Another Telai branch that had immense power in Afghanistan's military was that of His Royal Highness Field Marshal Prince Abdul Aziz Khan Telai and his children. Prince Abdul Aziz Telai was son of the Afghan King HM Sultan Mohammed Khan Telai and acted as a Field Marshal of the Afghan Army, preceding his grand-nephew Muhammad Nadir Shah as Minister of war under his other grand-nephew King Amanullah Khan. Prince Abdul Aziz additionally acted as Governor of Kandahar and Badakhshan. His eldest son was Prince Abdul Qayyum Khan, who acted as Governor of many central Afghan Provinces. Prince Abdul Qayyum Khan's son was the Afghan father of physics and Royal Afghan UN ambassador Professor Prince Abdul Khalek Khan Telai, who was a Murid (religious novice) of his father-in-law Mir Muhammad Jan son of Mir Fazlullah Agha. Prince Abdul Khalek's descendants consequently call themselves the Mir Muhammad Jan Khel and chose the surname Dakik (Persian for "Exact") after the Saur Revolution. Next to the title Sultan (above Sardar/Prince but below Shah/King), they also bear the title Mir and Sayyid to denote their descent to Muhammad through General Mir Muhammad Jan.

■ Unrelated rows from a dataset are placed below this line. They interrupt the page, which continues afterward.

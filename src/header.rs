//! CREG file header parsing.
//!
//! The file header is the first 32 bytes of a hive. It carries the format
//! version, the offset of the key navigation area and an advertised data
//! block count. The advertised count is informational; the true count comes
//! from scanning the data block list.

use crate::error::{CregError, Result};
use crate::utils::{read_u16_le, read_u32_le};
use std::fmt;

/// Size of the file header in bytes.
pub const FILE_HEADER_SIZE: usize = 32;

/// Expected signature for a valid CREG hive.
pub const CREG_SIGNATURE: &[u8; 4] = b"CREG";

/// CREG file header.
#[derive(Debug, Clone)]
pub struct FileHeader {
    /// Signature, should be "CREG".
    pub signature: [u8; 4],

    /// Minor version of the hive format.
    pub minor_version: u16,

    /// Major version of the hive format.
    pub major_version: u16,

    /// Offset of the key navigation area (RGKN).
    pub navigation_offset: u32,

    /// Advertised number of data blocks.
    pub data_block_count: u16,
}

impl FileHeader {
    /// Parses a file header from raw bytes.
    ///
    /// Only the signature is validated here; the version check belongs to
    /// the file open path and the advertised count is not trusted.
    ///
    /// # Errors
    ///
    /// Returns an error if the data is too small or the signature is not
    /// "CREG".
    pub fn parse(data: &[u8]) -> Result<Self> {
        if data.len() < FILE_HEADER_SIZE {
            return Err(CregError::TruncatedData {
                offset: 0,
                expected: FILE_HEADER_SIZE,
                actual: data.len(),
            });
        }

        let mut signature = [0u8; 4];
        signature.copy_from_slice(&data[0..4]);

        if &signature != CREG_SIGNATURE {
            return Err(CregError::invalid_signature(CREG_SIGNATURE, &signature));
        }

        let minor_version = read_u16_le(data, 0x04)?;
        let major_version = read_u16_le(data, 0x06)?;
        let navigation_offset = read_u32_le(data, 0x08)?;

        // 4 unknown bytes at 0x0C
        let data_block_count = read_u16_le(data, 0x10)?;

        // Remaining bytes up to 0x20 are reserved and treated as opaque.

        Ok(FileHeader {
            signature,
            minor_version,
            major_version,
            navigation_offset,
            data_block_count,
        })
    }
}

impl fmt::Display for FileHeader {
    fn fmt(&self, f: &mut fmt::Formatter<'_>) -> fmt::Result {
        write!(
            f,
            "CREG File Header:\n\
             - Version: {}.{}\n\
             - Navigation Offset: {:#x}\n\
             - Advertised Data Blocks: {}",
            self.major_version,
            self.minor_version,
            self.navigation_offset,
            self.data_block_count
        )
    }
}

#[cfg(test)]
mod tests {
    use super::*;

    fn valid_header() -> Vec<u8> {
        let mut data = vec![0u8; FILE_HEADER_SIZE];
        data[0..4].copy_from_slice(b"CREG");
        data[0x04..0x06].copy_from_slice(&0u16.to_le_bytes()); // minor
        data[0x06..0x08].copy_from_slice(&1u16.to_le_bytes()); // major
        data[0x08..0x0C].copy_from_slice(&0x20u32.to_le_bytes());
        data[0x10..0x12].copy_from_slice(&1u16.to_le_bytes());
        data
    }

    #[test]
    fn test_parse_valid() {
        let header = FileHeader::parse(&valid_header()).unwrap();
        assert_eq!(&header.signature, b"CREG");
        assert_eq!(header.major_version, 1);
        assert_eq!(header.minor_version, 0);
        assert_eq!(header.navigation_offset, 0x20);
        assert_eq!(header.data_block_count, 1);
    }

    #[test]
    fn test_invalid_signature() {
        let mut data = valid_header();
        data[0..4].copy_from_slice(b"XXXX");

        let result = FileHeader::parse(&data);
        assert!(matches!(
            result.unwrap_err(),
            CregError::InvalidSignature { .. }
        ));
    }

    #[test]
    fn test_too_small() {
        let data = vec![0u8; 16];
        assert!(matches!(
            FileHeader::parse(&data).unwrap_err(),
            CregError::TruncatedData { .. }
        ));
    }
}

Another known son of Prince Abdul Aziz was Field Marshal Prince Amir Muhammad Khan Telai, who proclaimed himself Shah in exile in Peshawar contesting the rule of his rival cousin Mohammad Nadir Shah, siding with the British. His son Assadullah, whose nickname was "Sharza" became a general in the US Air Force, representing Telai interests in Washington DC.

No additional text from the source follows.